Um Réquiem para Norman Mailer

Literatura

16.04.14

O novo projeto “River of fundament”, de Matthew Barney, uma intensa meditação sobre morte, renascimento, transformação e transcendência – é a mais ambiciosa obra do artista americano, apontado por muitos como o maior de sua geração.
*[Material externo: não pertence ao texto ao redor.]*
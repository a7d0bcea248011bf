use std::collections::{HashMap, HashSet};

use serde::{Deserialize, Serialize};

use super::error::{AussieError, AussieResult};

/// PUBLIC (anyone) or PRIVATE (source must match the access config).
#[derive(Debug, Clone, Copy, PartialEq, Eq, Serialize, Deserialize)]
#[serde(rename_all = "UPPERCASE")]
pub enum Visibility {
    Public,
    Private,
}

/// A literal-prefix visibility override, longest match wins (spec §4.4).
#[derive(Debug, Clone, Serialize, Deserialize)]
#[serde(rename_all = "camelCase")]
pub struct VisibilityRule {
    pub path_prefix: String,
    pub visibility: Visibility,
}

#[derive(Debug, Clone, Copy, PartialEq, Eq, Serialize, Deserialize)]
#[serde(rename_all = "UPPERCASE")]
pub enum EndpointType {
    Http,
    Websocket,
}

/// Allow-list evaluated for PRIVATE visibility when access control applies.
#[derive(Debug, Clone, Default, Serialize, Deserialize)]
#[serde(rename_all = "camelCase")]
pub struct ServiceAccessConfig {
    #[serde(default)]
    pub allowed_ips: Vec<String>,
    #[serde(default)]
    pub allowed_domains: Vec<String>,
    #[serde(default)]
    pub allowed_subdomains: Vec<String>,
}

#[derive(Debug, Clone, Default, Serialize, Deserialize)]
#[serde(rename_all = "camelCase")]
pub struct ServiceCorsConfig {
    #[serde(default)]
    pub allowed_origins: Vec<String>,
    #[serde(default)]
    pub allowed_methods: Vec<String>,
    #[serde(default)]
    pub allow_credentials: bool,
}

/// operation name -> permissions that satisfy it.
#[derive(Debug, Clone, Default, Serialize, Deserialize)]
pub struct ServicePermissionPolicy {
    #[serde(default)]
    pub operations: HashMap<String, OperationPermission>,
}

#[derive(Debug, Clone, Serialize, Deserialize)]
#[serde(rename_all = "camelCase")]
pub struct OperationPermission {
    pub any_of_permissions: HashSet<String>,
}

#[derive(Debug, Clone, Serialize, Deserialize)]
#[serde(rename_all = "camelCase")]
pub struct ServiceRateLimitConfig {
    pub requests_per_window: u64,
    pub window_seconds: u64,
    #[serde(default)]
    pub burst_capacity: Option<u64>,
}

/// A single path+method mapping within a service.
#[derive(Debug, Clone, Serialize, Deserialize)]
#[serde(rename_all = "camelCase")]
pub struct EndpointConfig {
    /// Pattern with `{var}` and `**` segments.
    pub path: String,
    #[serde(default = "default_methods")]
    pub methods: HashSet<String>,
    pub visibility: Visibility,
    #[serde(default)]
    pub path_rewrite: Option<String>,
    #[serde(default)]
    pub auth_required: bool,
    #[serde(rename = "type", default = "default_endpoint_type")]
    pub endpoint_type: EndpointType,
    #[serde(default)]
    pub rate_limit_config: Option<ServiceRateLimitConfig>,
    #[serde(default)]
    pub audience: Option<String>,
    /// Operation name consulted against `ServicePermissionPolicy` (§4.4).
    #[serde(default)]
    pub operation: Option<String>,
}

fn default_methods() -> HashSet<String> {
    let mut set = HashSet::new();
    set.insert("GET".to_string());
    set
}

fn default_endpoint_type() -> EndpointType {
    EndpointType::Http
}

impl EndpointConfig {
    /// HTTP endpoints require at least one method; WebSocket endpoints
    /// default to GET via `default_methods`.
    pub fn validate(&self) -> AussieResult<()> {
        if self.path.is_empty() || !self.path.starts_with('/') {
            return Err(AussieError::BadRequest(format!(
                "endpoint path must start with '/': {}",
                self.path
            )));
        }
        if self.endpoint_type == EndpointType::Http && self.methods.is_empty() {
            return Err(AussieError::BadRequest(format!(
                "HTTP endpoint {} must declare at least one method",
                self.path
            )));
        }
        let wildcard_body = self.path.strip_suffix("/**").unwrap_or(&self.path);
        if wildcard_body.contains("**") {
            return Err(AussieError::BadRequest(format!(
                "'**' wildcard must be terminal: {}",
                self.path
            )));
        }
        Ok(())
    }

    pub fn method_matches(&self, method: &str) -> bool {
        self.methods.contains(method) || self.methods.contains("*")
    }
}

/// Unit of backend registration (spec §3).
#[derive(Debug, Clone, Serialize, Deserialize)]
#[serde(rename_all = "camelCase")]
pub struct ServiceRegistration {
    pub service_id: String,
    pub display_name: String,
    pub base_url: String,
    #[serde(default)]
    pub route_prefix: Option<String>,
    #[serde(default = "default_visibility")]
    pub default_visibility: Visibility,
    #[serde(default)]
    pub default_auth_required: bool,
    #[serde(default)]
    pub visibility_rules: Vec<VisibilityRule>,
    #[serde(default)]
    pub endpoints: Vec<EndpointConfig>,
    #[serde(default)]
    pub access_config: Option<ServiceAccessConfig>,
    #[serde(default)]
    pub cors_config: Option<ServiceCorsConfig>,
    #[serde(default)]
    pub permission_policy: Option<ServicePermissionPolicy>,
    #[serde(default)]
    pub rate_limit_config: Option<ServiceRateLimitConfig>,
    #[serde(default = "default_version")]
    pub version: u64,
}

fn default_visibility() -> Visibility {
    Visibility::Private
}

fn default_version() -> u64 {
    1
}

/// Reserved first path segments that are the gateway's own surfaces, never
/// service ids (spec §4.1).
pub const RESERVED_PREFIXES: &[&str] = &["admin", "gateway", "q"];

impl ServiceRegistration {
    /// `service_id` must be alphanumeric plus `-`/`_`, non-empty, and must
    /// not collide with a reserved gateway surface.
    pub fn validate(&self) -> AussieResult<()> {
        if self.service_id.is_empty()
            || !self
                .service_id
                .chars()
                .all(|c| c.is_ascii_alphanumeric() || c == '-' || c == '_')
        {
            return Err(AussieError::BadRequest(format!(
                "invalid serviceId: {}",
                self.service_id
            )));
        }
        if RESERVED_PREFIXES.contains(&self.service_id.as_str()) {
            return Err(AussieError::BadRequest(format!(
                "serviceId '{}' collides with a reserved gateway surface",
                self.service_id
            )));
        }
        if !self.base_url.starts_with("http://") && !self.base_url.starts_with("https://") {
            return Err(AussieError::BadRequest(format!(
                "baseUrl must be an absolute http(s) URI: {}",
                self.base_url
            )));
        }
        for endpoint in &self.endpoints {
            endpoint.validate()?;
        }
        if self.version < 1 {
            return Err(AussieError::BadRequest(
                "version must be monotone >= 1".to_string(),
            ));
        }
        Ok(())
    }

    /// Longest-matching `VisibilityRule` prefix wins; ties broken by earliest
    /// registration order (Open Question decision, see DESIGN.md).
    pub fn effective_visibility(&self, path: &str, endpoint: Option<&EndpointConfig>) -> Visibility {
        let mut best: Option<(&VisibilityRule, usize)> = None;
        for rule in &self.visibility_rules {
            if path.starts_with(&rule.path_prefix) {
                let len = rule.path_prefix.len();
                if best.map(|(_, best_len)| len > best_len).unwrap_or(true) {
                    best = Some((rule, len));
                }
            }
        }
        if let Some((rule, _)) = best {
            return rule.visibility;
        }
        if let Some(ep) = endpoint {
            return ep.visibility;
        }
        self.default_visibility
    }
}

/// Path variables extracted during matching, e.g. `{id}` -> `"42"`.
pub type PathVariables = HashMap<String, String>;

/// Result of resolving a request path against the registry (spec §3).
#[derive(Debug, Clone)]
pub enum RouteLookupResult {
    RouteMatch {
        service: ServiceRegistration,
        endpoint: EndpointConfig,
        target_path: String,
        path_variables: PathVariables,
    },
    ServiceOnlyMatch {
        service: ServiceRegistration,
        target_path: String,
    },
}

impl RouteLookupResult {
    pub fn service(&self) -> &ServiceRegistration {
        match self {
            RouteLookupResult::RouteMatch { service, .. } => service,
            RouteLookupResult::ServiceOnlyMatch { service, .. } => service,
        }
    }

    pub fn endpoint(&self) -> Option<&EndpointConfig> {
        match self {
            RouteLookupResult::RouteMatch { endpoint, .. } => Some(endpoint),
            RouteLookupResult::ServiceOnlyMatch { .. } => None,
        }
    }

    pub fn target_path(&self) -> &str {
        match self {
            RouteLookupResult::RouteMatch { target_path, .. } => target_path,
            RouteLookupResult::ServiceOnlyMatch { target_path, .. } => target_path,
        }
    }

    pub fn auth_required(&self) -> bool {
        match self {
            RouteLookupResult::RouteMatch { endpoint, .. } => endpoint.auth_required,
            RouteLookupResult::ServiceOnlyMatch { service, .. } => service.default_auth_required,
        }
    }
}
Iniciado em 2007, é composto de três grandes performances, 14 grandes esculturas, dezenas de desenhos, fotografias, storyboards, vitrines, e, ao centro de tudo, uma ópera em sete atos que gerou um filme de cerca de seis horas de duração, ópera feita em colaboração com Jonathan Bepler – o mesmo compositor da trilha de alguns dos filmes anteriores de Barney, notadamente os da consagrada série “Cremaster”.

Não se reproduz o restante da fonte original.